Saved entries

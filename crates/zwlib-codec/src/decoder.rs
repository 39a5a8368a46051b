use crate::error::{CodecError, Result};
use crate::packet::{DecodedPacket, HeaderFields, Inspect, Inspection};
use crate::transform::apply_keystream;
use crate::wire::{self, TRAN_MAX};

/// Decode context bound to a shared crypt key.
///
/// Decoding behavior depends only on the key. The context additionally
/// retains the header fields of its most recent successful decode so
/// [`Inspect`] can project them; they start zeroed and are untouched by
/// rejected frames.
pub struct Decoder {
    crypt_key: u8,
    last: HeaderFields,
}

impl Decoder {
    /// Create a decoder. Never fails.
    pub fn new(crypt_key: u8) -> Self {
        Self {
            crypt_key,
            last: HeaderFields::default(),
        }
    }

    pub fn crypt_key(&self) -> u8 {
        self.crypt_key
    }

    /// Validate and unpack a received frame.
    ///
    /// The raw frame length must satisfy `1 <= len < TRAN_MAX`; a violation
    /// is a contract error. Everything data-dependent — wrong key, corrupted
    /// or truncated contents, unknown discriminator, inconsistent embedded
    /// lengths — comes back as `Ok(None)`, with no indication of which it
    /// was. Decoding is all-or-nothing: no partial packet is ever returned.
    pub fn decode(&mut self, frame: &[u8]) -> Result<Option<DecodedPacket>> {
        if frame.is_empty() {
            return Err(CodecError::LengthOutOfRange {
                field: "frame",
                len: frame.len(),
                min: 1,
                max: TRAN_MAX - 1,
            });
        }
        if frame.len() >= TRAN_MAX {
            return Err(CodecError::LengthOutOfRange {
                field: "frame",
                len: frame.len(),
                min: 1,
                max: TRAN_MAX - 1,
            });
        }

        let mut plain = frame.to_vec();
        apply_keystream(self.crypt_key, &mut plain);

        match wire::parse_packet(&plain) {
            Some(packet) => {
                self.last = packet.header;
                Ok(Some(packet))
            }
            None => {
                tracing::trace!(len = frame.len(), "frame rejected");
                Ok(None)
            }
        }
    }
}

impl Inspect for Decoder {
    fn inspect(&self) -> Inspection {
        Inspection {
            timestamp_seconds: self.last.stamp.seconds,
            timestamp_millis: self.last.stamp.millis,
            device_ip: self.last.device_ip,
            entity_id: self.last.entity_id,
            device_id: self.last.device_id,
        }
    }
}

#[cfg(test)]
mod tests {
    use super::*;
    use crate::encoder::Encoder;
    use crate::packet::{DeviceIdentity, Payload, PayloadKind, Timestamp};

    fn encoder(key: u8) -> Encoder {
        let identity = DeviceIdentity::new(key, 0x01, &[1, 2, 3, 4, 5, 6], 0x0A).unwrap();
        Encoder::new(identity, || Timestamp::new(1000, 500))
    }

    #[test]
    fn frame_length_bounds_are_contract_errors() {
        let mut dec = Decoder::new(0x07);

        let err = dec.decode(&[]).unwrap_err();
        assert!(matches!(
            err,
            CodecError::LengthOutOfRange { field: "frame", len: 0, .. }
        ));

        let err = dec.decode(&vec![0u8; TRAN_MAX]).unwrap_err();
        assert!(matches!(
            err,
            CodecError::LengthOutOfRange { field: "frame", len, .. } if len == TRAN_MAX
        ));

        // One byte under the limit is inside the contract; the garbage
        // contents are a data-dependent rejection, not an error.
        assert!(dec.decode(&vec![0u8; TRAN_MAX - 1]).unwrap().is_none());
        assert!(dec.decode(&[0x5A]).unwrap().is_none());
    }

    #[test]
    fn decodes_own_encoders_frames() {
        let mut enc = encoder(0x42);
        let mut dec = Decoder::new(0x42);

        let frame = enc.encode_command(b"STATUS").unwrap().unwrap();
        let packet = dec.decode(frame.as_bytes()).unwrap().unwrap();

        assert_eq!(packet.kind(), PayloadKind::Command);
        assert!(matches!(
            packet.payload(),
            Payload::Command { cmd } if cmd.as_ref() == b"STATUS"
        ));
    }

    #[test]
    fn wrong_key_yields_no_packet() {
        let mut enc = encoder(0x07);
        let frame = enc.encode_command(b"ON").unwrap().unwrap();

        for wrong in [0x00, 0x06, 0x08, 0x70, 0xFF] {
            let mut dec = Decoder::new(wrong);
            assert!(
                dec.decode(frame.as_bytes()).unwrap().is_none(),
                "key {wrong:#04x} decoded a foreign frame"
            );
        }
    }

    #[test]
    fn corrupted_frame_yields_no_packet() {
        let mut enc = encoder(0x07);
        let mut dec = Decoder::new(0x07);
        let frame = enc.encode_collect(b"adc0", b"512").unwrap().unwrap();

        for pos in 0..frame.len() {
            let mut bytes = frame.as_bytes().to_vec();
            bytes[pos] ^= 0x80;
            assert!(
                dec.decode(&bytes).unwrap().is_none(),
                "corruption at byte {pos} accepted"
            );
        }
    }

    #[test]
    fn truncated_frame_yields_no_packet() {
        let mut enc = encoder(0x07);
        let mut dec = Decoder::new(0x07);
        let frame = enc.encode_command(b"LONG-ENOUGH-CMD").unwrap().unwrap();

        for keep in 1..frame.len() {
            assert!(dec.decode(&frame.as_bytes()[..keep]).unwrap().is_none());
        }
    }

    #[test]
    fn inspect_tracks_last_successful_decode_only() {
        let mut enc = encoder(0x07);
        let mut dec = Decoder::new(0x07);

        // Zeroed before anything decodes.
        assert_eq!(dec.inspect(), Inspection::default());

        let frame = enc.encode_command(b"ON").unwrap().unwrap();
        dec.decode(frame.as_bytes()).unwrap().unwrap();

        let view = dec.inspect();
        assert_eq!(view.timestamp_seconds, 1000);
        assert_eq!(view.timestamp_millis, 500);
        assert_eq!(view.entity_id, 0x01);
        assert_eq!(view.device_ip, 0x0A);
        assert_eq!(view.device_id, [1, 2, 3, 4, 5, 6]);
        assert_eq!(dec.inspect(), view);

        // A rejected frame leaves the projection alone.
        let mut garbled = frame.as_bytes().to_vec();
        garbled[3] ^= 0xFF;
        assert!(dec.decode(&garbled).unwrap().is_none());
        assert_eq!(dec.inspect(), view);
    }
}
use zwlib_codec::{DeviceIdentity, Encoder, Inspect};

use crate::args;
use crate::error;
use crate::frame::{clear_frame_out, write_frame_out};
use crate::types::{EncoderHandle, ZwEncoderHandle, ZwFrame, ZwInspection, ZwResult};

fn with_encoder_mut<T>(
    handle: ZwEncoderHandle,
    on_error: T,
    f: impl FnOnce(&mut EncoderHandle) -> T,
) -> T {
    if handle.is_null() {
        let _ = error::set_invalid_argument("encoder handle cannot be null");
        return on_error;
    }

    let encoder_handle = {
        // SAFETY: Pointer validity is guaranteed by the caller.
        unsafe { &mut *(handle as *mut EncoderHandle) }
    };

    f(encoder_handle)
}

/// Create an encode context bound to one device's identity.
///
/// The context stamps frames from the system clock. Returns null on invalid
/// arguments (including a device id that is not exactly
/// `ZW_DEVICE_ID_LEN` bytes); the reason is readable via `zw_last_error`.
///
/// # Safety
/// `device_id` must be non-null and readable for `device_id_len` bytes.
#[no_mangle]
pub unsafe extern "C" fn zw_encoder_new(
    crypt_key: u8,
    entity_id: u8,
    device_id: *const u8,
    device_id_len: usize,
    device_ip: u8,
) -> ZwEncoderHandle {
    crate::ffi_boundary(std::ptr::null_mut(), || {
        error::clear_error_state();

        let device_id = {
            // SAFETY: We validate pointer/length pairing in helper.
            match unsafe { args::bytes_arg(device_id, device_id_len, "device_id") } {
                Some(v) => v,
                None => return std::ptr::null_mut(),
            }
        };

        match DeviceIdentity::new(crypt_key, entity_id, device_id, device_ip) {
            Ok(identity) => {
                let handle = EncoderHandle {
                    encoder: Encoder::with_system_clock(identity),
                };
                Box::into_raw(Box::new(handle)) as ZwEncoderHandle
            }
            Err(err) => {
                let _ = error::map_codec_error(&err);
                std::ptr::null_mut()
            }
        }
    })
}

/// Free an encoder handle.
///
/// # Safety
/// `handle` must be null or a handle previously returned by `zw_encoder_new`.
#[no_mangle]
pub unsafe extern "C" fn zw_encoder_free(handle: ZwEncoderHandle) {
    crate::ffi_boundary((), || {
        if handle.is_null() {
            return;
        }

        // SAFETY: Caller guarantees this handle was allocated by zw_encoder_new.
        unsafe {
            drop(Box::from_raw(handle as *mut EncoderHandle));
        }
    });
}

/// Encode a command frame into `out_frame`.
///
/// Returns `Empty` (with `out_frame` cleared) when encoding legitimately
/// produced no frame; `LengthOutOfRange` when `cmd_len` violates the
/// contract.
///
/// # Safety
/// `handle` must be a valid encoder handle, `cmd` readable for `cmd_len`
/// bytes, and `out_frame` a valid writable pointer. If `out_frame->data`
/// already holds a prior frame from this library, it is freed first.
#[no_mangle]
pub unsafe extern "C" fn zw_encode_command(
    handle: ZwEncoderHandle,
    cmd: *const u8,
    cmd_len: usize,
    out_frame: *mut ZwFrame,
) -> ZwResult {
    crate::ffi_boundary(ZwResult::Internal, || {
        error::clear_error_state();

        let cmd = {
            // SAFETY: We validate pointer/length pairing in helper.
            match unsafe { args::bytes_arg(cmd, cmd_len, "cmd") } {
                Some(v) => v,
                None => return ZwResult::InvalidArgument,
            }
        };

        with_encoder_mut(handle, ZwResult::InvalidArgument, |encoder_handle| {
            match encoder_handle.encoder.encode_command(cmd) {
                Ok(Some(frame)) => write_frame_out(out_frame, frame.as_bytes()),
                Ok(None) => {
                    let status = clear_frame_out(out_frame);
                    if status == ZwResult::Ok {
                        ZwResult::Empty
                    } else {
                        status
                    }
                }
                Err(err) => error::map_codec_error(&err),
            }
        })
    })
}

/// Encode a collection frame into `out_frame`.
///
/// # Safety
/// Same requirements as `zw_encode_command`, for both the `source` and
/// `data` pointer/length pairs.
#[no_mangle]
pub unsafe extern "C" fn zw_encode_collect(
    handle: ZwEncoderHandle,
    source: *const u8,
    source_len: usize,
    data: *const u8,
    data_len: usize,
    out_frame: *mut ZwFrame,
) -> ZwResult {
    crate::ffi_boundary(ZwResult::Internal, || {
        error::clear_error_state();

        let source = {
            // SAFETY: We validate pointer/length pairing in helper.
            match unsafe { args::bytes_arg(source, source_len, "source") } {
                Some(v) => v,
                None => return ZwResult::InvalidArgument,
            }
        };
        let data = {
            // SAFETY: We validate pointer/length pairing in helper.
            match unsafe { args::bytes_arg(data, data_len, "data") } {
                Some(v) => v,
                None => return ZwResult::InvalidArgument,
            }
        };

        with_encoder_mut(handle, ZwResult::InvalidArgument, |encoder_handle| {
            match encoder_handle.encoder.encode_collect(source, data) {
                Ok(Some(frame)) => write_frame_out(out_frame, frame.as_bytes()),
                Ok(None) => {
                    let status = clear_frame_out(out_frame);
                    if status == ZwResult::Ok {
                        ZwResult::Empty
                    } else {
                        status
                    }
                }
                Err(err) => error::map_codec_error(&err),
            }
        })
    })
}

/// Project an encoder's current field values into `out`.
///
/// # Safety
/// `handle` must be a valid encoder handle and `out` a non-null writable
/// pointer.
#[no_mangle]
pub unsafe extern "C" fn zw_encoder_inspect(
    handle: ZwEncoderHandle,
    out: *mut ZwInspection,
) -> ZwResult {
    crate::ffi_boundary(ZwResult::Internal, || {
        error::clear_error_state();

        if out.is_null() {
            return error::set_invalid_argument("out cannot be null");
        }

        with_encoder_mut(handle, ZwResult::InvalidArgument, |encoder_handle| {
            let view = encoder_handle.encoder.inspect();
            // SAFETY: Pointer was checked for null above.
            unsafe {
                *out = ZwInspection {
                    seconds: view.timestamp_seconds,
                    millis: view.timestamp_millis,
                    device_ip: view.device_ip,
                    entity_id: view.entity_id,
                    device_id: view.device_id,
                };
            }
            ZwResult::Ok
        })
    })
}
//! Credential provisioning interfaces for zwlib devices.
//!
//! The capture protocol (a vendor SmartConfig session or similar) and the
//! persisted credential format live outside this crate; what lives here is
//! the seam between them: a [`CredentialSource`] that yields a network
//! credential pair within a bounded wait, a [`CredentialStore`] that
//! persists validated credentials under the device's derived host name, and
//! a [`Provisioner`] that drives one run under an explicit
//! [`ProvisionPolicy`] — no process-wide state, and the timeout and the
//! single restart-on-timeout retry are plain data a test can pin down.

pub mod credentials;
pub mod error;
pub mod provisioner;

pub use credentials::{derive_host_name, Credentials};
pub use error::{ProvisionError, Result};
pub use provisioner::{CredentialSource, CredentialStore, ProvisionPolicy, Provisioner};
use zwlib_codec::DEVICE_ID_LEN;

use crate::error::{ProvisionError, Result};

/// A captured network credential pair.
#[derive(Debug, Clone, PartialEq, Eq)]
pub struct Credentials {
    pub ssid: String,
    pub password: String,
}

impl Credentials {
    pub fn new(ssid: impl Into<String>, password: impl Into<String>) -> Self {
        Self {
            ssid: ssid.into(),
            password: password.into(),
        }
    }

    /// A credential pair is usable when it names a network. An open network
    /// may legitimately have an empty password.
    pub fn validate(&self) -> Result<()> {
        if self.ssid.is_empty() {
            return Err(ProvisionError::InvalidCredentials {
                reason: "empty ssid",
            });
        }
        Ok(())
    }
}

/// Derive the stable host name credentials are stored under: `bit` followed
/// by the last two device-id bytes as four hex digits.
pub fn derive_host_name(device_id: &[u8; DEVICE_ID_LEN]) -> String {
    let tail = u16::from(device_id[DEVICE_ID_LEN - 2]) << 8 | u16::from(device_id[DEVICE_ID_LEN - 1]);
    format!("bit{tail:04x}")
}

#[cfg(test)]
mod tests {
    use super::*;

    #[test]
    fn host_name_uses_device_id_tail() {
        assert_eq!(derive_host_name(&[0, 0, 0, 0, 0xAB, 0xCD]), "bitabcd");
        assert_eq!(derive_host_name(&[0xFF; DEVICE_ID_LEN]), "bitffff");
        assert_eq!(derive_host_name(&[0; DEVICE_ID_LEN]), "bit0000");
    }

    #[test]
    fn empty_ssid_is_invalid() {
        let err = Credentials::new("", "secret").validate().unwrap_err();
        assert!(matches!(err, ProvisionError::InvalidCredentials { .. }));
    }

    #[test]
    fn open_network_password_is_valid() {
        assert!(Credentials::new("lab-net", "").validate().is_ok());
    }
}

§ Your task: Copy each line in the entries above where "dependent" turns up.

§ Task response:
    /// is a contract error. Everything data-dependent — wrong key, corrupted
        // contents are a data-dependent rejection, not an error.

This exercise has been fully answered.